Transformers: Dark of the Moon | Michael Bay, 2011
I still stand by my original thought that 2007’s Transformers is one of the top 100 movies of the last decade. I know you’ll probably say “watch more movies,” but I honestly believe it to be true. It was everything that I could have hoped for in a movie about giant alien robots hitting each other that’s based on a line of toys. It had great special effects, great action (that highway chase action scene is one of the best), fun human side characters, a coherent but extremely plot, Michael Bay, the perfect director to bring this to the screen, and Steven Spielberg as an executive producer. And, well, it delivered. However, as we all know, Transformers: Revenge of the Fallen was a huge piece of shit because it went on for two and a half hours with absolutely no plot and was filled with annoying and infantile humor. So my expectations could not have been lowered for Transformers: Dark of the Moon. I even chose to skip it in theaters. It may have been the extremely low expectations, or something, but I actually enjoyed this quite a bit.
In Transformers: Dark of the Moon, Sam Witwicky (Shia LaBeouf) is out of college and living with his hot girlfried (Rose Huntington-Whiteley). But the thing is, he can’t find a job. He has saved the world twice and even got a medal from Obama, but he can’t find a job. Meanwhile, the autobots are in a mission in Chernobyl where they find a piece of a missing ship from Cybertron that was supposed to help the Autobots win the war. And so, they discover that the space race of the 60s was just a ploy there to get to the moon and investigate a crash that happened there before. In that ship were the remains of the transformers, including those of Sentinel Prime (voiced by Leonard Nimoy), as well as the tools necessary to build a bridge between worlds. As expected, the Decepticons want to get their hands on this, and explosions ensue.

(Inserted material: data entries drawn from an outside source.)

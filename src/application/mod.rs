pub mod auth_service;
pub mod cart_service;
pub mod category_service;
pub mod order_service;
pub mod product_service;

The first thing that stands out is the fact that the plot is once again coherent and they don’t try to pretend it’s some else than just robots hitting each other. Also, the villain, is much more menacing than in the other features, which gave the movie a much-needed darker tone. For the first time we get to see the consequences that the fight between the Autobots and the Decepticons have in the real world. We get to see people getting killed on purpose, and we even get to see that people are actually helping the Decepticons, which I did not expect at all.
Another thing that makes this an improvement over the previous movie is that the action scenes are much clearer, the clearest in Bay’s career, actually. This movie was shot in 3D, which means that to get a good 3D effect Bay had to hold his camera steady during the action, which is something that he has never done. As a result we get to finally see how great he actually is at shooting and staging action scenes. Those last 50 minutes would have been a headache had Bay shot them the way he usually does. But since he didn’t, that whole 50 minute segment is one of my favorite scenes of the year. I do wish I had gotten to see it in 3D. I bet it was quite something.
And the third thing that made me renew my faith in the franchise is that the humor is kept to a minimum and only towards the beginning of the movie. Sam’s parents only have a cameo, thank goodness. And weirdly enough, the rest of the comedic relief (the two little annoying robots, Ken Jeong, John Turturro, and Alan Tudyk) actually do things that are relevant to the plot. The only actor that’s there for the sole purpose of comedy relief if John Malkovich as Sam’s boss. It’s a very small role, but I actually felt bad for him.
Everything else is good, as expected. The returning cast (LaBeouf, Josh Duhamel, Turturro, etc) do their best with the thinly written characters. Alan Tudyk and Frances McDormand are actually good additions to the cast and get to do some pretty fun stuff. Huntington-Whiteley just has to stand there and be pretty, so she succeeds. She should stick to her day job, though. Production-wise, the movie is as top-notch as we have come to expect from Bay. Like I said, the effects are great, as are the sound design and the sound mix. This also may have the best cinematography in any of Bay’s movies.
Transformers: Dark of the Moon is not as good as the first Transformers, mainly because I didn’t have the same memorable theatrical experience. But it is an entertaining, brainless action movie that is good to kill a Saturday afternoon.